Peu après le rassemblement d’extrême droite de 2017 à Charlottesville, en Virginie, un utilisateur de Twitter du nom de « jojoh888 » savait qui était responsable des affrontements entre les néonazis et les militants antifa qui s’opposaient à eux : George Soros, le milliardaire juif et philanthrope progressiste.

« George Soros est le marionnettiste. Il finance les deux côtés », a tweeté le compte, faisant écho à une fausse affirmation fréquemment exprimée par des militants d’extrême droite.

« jojoh888 » était un troll russe contrôlé par le gouvernement de Vladimir Poutine qui a été suspendu en 2018 dans le but d’éliminer la désinformation de Twitter.

Pour le Network Contagion Research Institute, qui étudie comment la haine se manifeste sur les réseaux sociaux, le tweet était une parfaite synthèse de la façon dont l’antisémitisme apparaît maintenant en ligne.

Un nouveau rapport de l’institut illustre comment l’antisémitisme a été une caractéristique des campagnes de désinformation russes largement médiatisées entourant les élections américaines et d’autres moments de tension sociale, dans le but de semer la division aux États-Unis par le biais des médias sociaux. Les insultes anti-juives des comptes russes concordent avec l’augmentation de l’antisémitisme en ligne autour de dates importantes comme le jour des élections ou le jour de l’investiture, ou pendant les périodes de crise comme le rassemblement de Charlottesville ou la pandémie en cours.

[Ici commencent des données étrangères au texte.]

//! Badge
//!
//! A small count or dot anchored to the corner of its child.

use lumen_core::{el, px, Element};
use lumen_theme::Palette;

use super::shared::{self, class, modifier, part};
use crate::context::{BuildContext, Child, ElementBuilder};

#[derive(Clone, Copy, Debug, Default, PartialEq, Eq)]
pub enum BadgeVariant {
    #[default]
    Standard,
    Dot,
}

#[derive(Clone, Copy, Debug, Default, PartialEq, Eq)]
pub enum BadgeAnchor {
    #[default]
    TopRight,
    TopLeft,
    BottomRight,
    BottomLeft,
}

impl BadgeAnchor {
    pub fn as_str(self) -> &'static str {
        match self {
            BadgeAnchor::TopRight => "top-right",
            BadgeAnchor::TopLeft => "top-left",
            BadgeAnchor::BottomRight => "bottom-right",
            BadgeAnchor::BottomLeft => "bottom-left",
        }
    }

    fn edges(self) -> (&'static str, &'static str) {
        match self {
            BadgeAnchor::TopRight => ("top", "right"),
            BadgeAnchor::TopLeft => ("top", "left"),
            BadgeAnchor::BottomRight => ("bottom", "right"),
            BadgeAnchor::BottomLeft => ("bottom", "left"),
        }
    }
}

#[derive(Clone, Debug, PartialEq, Eq)]
pub enum BadgeContent {
    Count(u32),
    Text(String),
}

impl From<u32> for BadgeContent {
    fn from(count: u32) -> Self {
        BadgeContent::Count(count)
    }
}

impl From<&str> for BadgeContent {
    fn from(text: &str) -> Self {
        BadgeContent::Text(text.to_string())
    }
}

impl From<String> for BadgeContent {
    fn from(text: String) -> Self {
        BadgeContent::Text(text)
    }
}

/// Text shown for `content`, `None` when the badge is hidden
pub fn badge_label(content: Option<&BadgeContent>, max: u32, show_zero: bool) -> Option<String> {
    match content? {
        BadgeContent::Count(0) if !show_zero => None,
        BadgeContent::Count(count) if *count > max => Some(format!("{max}+")),
        BadgeContent::Count(count) => Some(count.to_string()),
        BadgeContent::Text(text) if text.is_empty() => None,
        BadgeContent::Text(text) => Some(text.clone()),
    }
}

#[derive(Clone)]
pub struct Badge {
    content: Option<BadgeContent>,
    child: Option<Child>,
    max: u32,
    show_zero: bool,
    invisible: bool,
    variant: BadgeVariant,
    anchor: BadgeAnchor,
    color: Palette,
}

impl Default for Badge {
    fn default() -> Self {
        Self {
            content: None,
            child: None,
            max: 99,
            show_zero: false,
            invisible: false,
            variant: BadgeVariant::default(),
            anchor: BadgeAnchor::default(),
            color: Palette::Primary,
        }
    }
}

impl Badge {
    pub fn new() -> Self {
        Self::default()
    }

    pub fn content(mut self, content: impl Into<BadgeContent>) -> Self {
        self.content = Some(content.into());
        self
    }

    /// Element the badge is anchored to
    pub fn child(mut self, child: impl Into<Child>) -> Self {
        self.child = Some(child.into());
        self
    }

    /// Counts above `max` show as `"{max}+"`
    pub fn max(mut self, max: u32) -> Self {
        self.max = max;
        self
    }

    pub fn show_zero(mut self, show: bool) -> Self {
        self.show_zero = show;
        self
    }

    pub fn invisible(mut self, invisible: bool) -> Self {
        self.invisible = invisible;
        self
    }

    pub fn variant(mut self, variant: BadgeVariant) -> Self {
        self.variant = variant;
        self
    }

    pub fn dot(self) -> Self {
        self.variant(BadgeVariant::Dot)
    }

    pub fn anchor(mut self, anchor: BadgeAnchor) -> Self {
        self.anchor = anchor;
        self
    }

    pub fn color(mut self, color: Palette) -> Self {
        self.color = color;
        self
    }
}

impl ElementBuilder for Badge {
    fn build(&self, cx: &BuildContext) -> Element {
        let theme = cx.theme();
        let label = badge_label(self.content.as_ref(), self.max, self.show_zero);
        let hidden = self.invisible
            || (self.variant == BadgeVariant::Standard && label.is_none());
        let (vertical, horizontal) = self.anchor.edges();
        let (size, padding) = match self.variant {
            BadgeVariant::Standard => (20.0, "0 6px"),
            BadgeVariant::Dot => (8.0, "0"),
        };

        let indicator = el("span")
            .class(part("badge", "badge"))
            .class_if(modifier("badge", "dot"), self.variant == BadgeVariant::Dot)
            .class_if(modifier("badge", "invisible"), hidden)
            .style("position", "absolute")
            .style(vertical, "0")
            .style(horizontal, "0")
            .style(
                "transform",
                format!(
                    "scale({}) translate({}50%, {}50%)",
                    if hidden { 0 } else { 1 },
                    if horizontal == "right" { "" } else { "-" },
                    if vertical == "top" { "-" } else { "" },
                ),
            )
            .style("display", "flex")
            .style("align-items", "center")
            .style("justify-content", "center")
            .style("box-sizing", "border-box")
            .style("min-width", px(size))
            .style("height", px(size))
            .style("padding", padding)
            .style("border-radius", px(size / 2.0))
            .style("font-size", px(12.0))
            .style("font-weight", "500")
            .style("line-height", "1")
            .style("background-color", shared::palette(&theme, self.color, "main").to_css())
            .style("color", shared::palette(&theme, self.color, "contrastText").to_css())
            .style("transition", "transform 225ms cubic-bezier(0.4, 0, 0.2, 1)")
            .when(self.variant == BadgeVariant::Standard, |e| {
                e.child_opt(label.clone())
            });

        el("span")
            .class(class("badge"))
            .class(modifier("badge", self.anchor.as_str()))
            .style("position", "relative")
            .style("display", "inline-flex")
            .style("vertical-align", "middle")
            .style("flex-shrink", "0")
            .child_opt(self.child.as_ref().map(|child| child.build(cx)))
            .child(indicator)
    }
}

pub fn badge() -> Badge {
    Badge::new()
}

#[cfg(test)]
mod tests {
    use super::*;
    use lumen_theme::Theme;

    #[test]
    fn test_badge_label() {
        assert_eq!(badge_label(Some(&BadgeContent::Count(7)), 99, false).as_deref(), Some("7"));
        assert_eq!(badge_label(Some(&BadgeContent::Count(120)), 99, false).as_deref(), Some("99+"));
        assert_eq!(badge_label(Some(&BadgeContent::Count(0)), 99, false), None);
        assert_eq!(badge_label(Some(&BadgeContent::Count(0)), 99, true).as_deref(), Some("0"));
        assert_eq!(badge_label(Some(&BadgeContent::from("new")), 99, false).as_deref(), Some("new"));
        assert_eq!(badge_label(None, 99, false), None);
    }

    #[test]
    fn test_zero_count_hides_badge() {
        let cx = BuildContext::new().with_theme(Theme::light());
        let el = badge().content(0u32).child("Inbox").build(&cx);
        assert!(el.find_by_class("lumen-badge--invisible").is_some());

        let el = badge().content(3u32).child("Inbox").build(&cx);
        let indicator = el.find_by_class("lumen-badge__badge").unwrap();
        assert_eq!(indicator.text_content(), "3");
    }

    #[test]
    fn test_dot_has_no_text() {
        let cx = BuildContext::new().with_theme(Theme::light());
        let el = badge().dot().content(5u32).build(&cx);
        let indicator = el.find_by_class("lumen-badge__badge").unwrap();
        assert!(indicator.has_class("lumen-badge--dot"));
        assert_eq!(indicator.text_content(), "");
    }
}
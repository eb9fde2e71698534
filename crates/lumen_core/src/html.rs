//! HTML serialization for element trees

use crate::element::{Element, Node};

/// Elements serialized without a closing tag
const VOID_ELEMENTS: &[&str] = &["area", "br", "hr", "img", "input", "link", "meta"];

pub fn escape_text(text: &str) -> String {
    let mut out = String::with_capacity(text.len());
    for c in text.chars() {
        match c {
            '&' => out.push_str("&amp;"),
            '<' => out.push_str("&lt;"),
            '>' => out.push_str("&gt;"),
            _ => out.push(c),
        }
    }
    out
}

pub fn escape_attr(value: &str) -> String {
    let mut out = String::with_capacity(value.len());
    for c in value.chars() {
        match c {
            '&' => out.push_str("&amp;"),
            '"' => out.push_str("&quot;"),
            '<' => out.push_str("&lt;"),
            '>' => out.push_str("&gt;"),
            _ => out.push(c),
        }
    }
    out
}

pub(crate) fn write_node(out: &mut String, node: &Node) {
    match node {
        Node::Element(element) => write_element(out, element),
        Node::Text(text) => out.push_str(&escape_text(text)),
    }
}

/// Attribute order: `class`, then attributes in insertion order, then `style`.
pub(crate) fn write_element(out: &mut String, element: &Element) {
    out.push('<');
    out.push_str(element.tag());

    if !element.classes().is_empty() {
        out.push_str(" class=\"");
        out.push_str(&escape_attr(&element.classes().join(" ")));
        out.push('"');
    }

    for (name, value) in element.attrs() {
        out.push(' ');
        out.push_str(name);
        if !value.is_empty() {
            out.push_str("=\"");
            out.push_str(&escape_attr(value));
            out.push('"');
        }
    }

    if !element.inline_style().is_empty() {
        out.push_str(" style=\"");
        out.push_str(&escape_attr(&element.inline_style().to_css()));
        out.push('"');
    }

    out.push('>');

    if VOID_ELEMENTS.contains(&element.tag()) {
        return;
    }

    for child in element.child_nodes() {
        write_node(out, child);
    }

    out.push_str("</");
    out.push_str(element.tag());
    out.push('>');
}

#[cfg(test)]
mod tests {
    use crate::{div, el, text};
    use pretty_assertions::assert_eq;

    #[test]
    fn test_escaping() {
        let e = div().attr("title", "a \"b\" & c").child(text("<script>"));
        assert_eq!(
            e.to_html(),
            r#"<div title="a &quot;b&quot; &amp; c">&lt;script&gt;</div>"#
        );
    }

    #[test]
    fn test_void_and_flag_attributes() {
        let e = el("input").attr("type", "checkbox").flag("disabled", true);
        assert_eq!(e.to_html(), r#"<input type="checkbox" disabled>"#);
    }

    #[test]
    fn test_attribute_order() {
        let e = div()
            .style("color", "red")
            .attr("id", "x")
            .class("box")
            .child("hi");
        assert_eq!(
            e.to_html(),
            r#"<div class="box" id="x" style="color: red">hi</div>"#
        );
    }
}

« Ces tropes sont utilisés de manière très fiable par les forces anti-démocratiques à des moments très spécifiques », a déclaré Joel Finkelstein, co-fondateur de l’institut, à la Jewish Telegraphic Agency. « Ils sont utilisés pour semer le doute dans les institutions de la démocratie : élections, inaugurations, interventions étrangères et lors de troubles sociaux, et dans les virus et les épidémies. »

Le suivi de ces messages peut aider les plateformes de médias sociaux à créer un « système d’alerte précoce en réponse aux poussées de désinformation anti-juive », indique le rapport.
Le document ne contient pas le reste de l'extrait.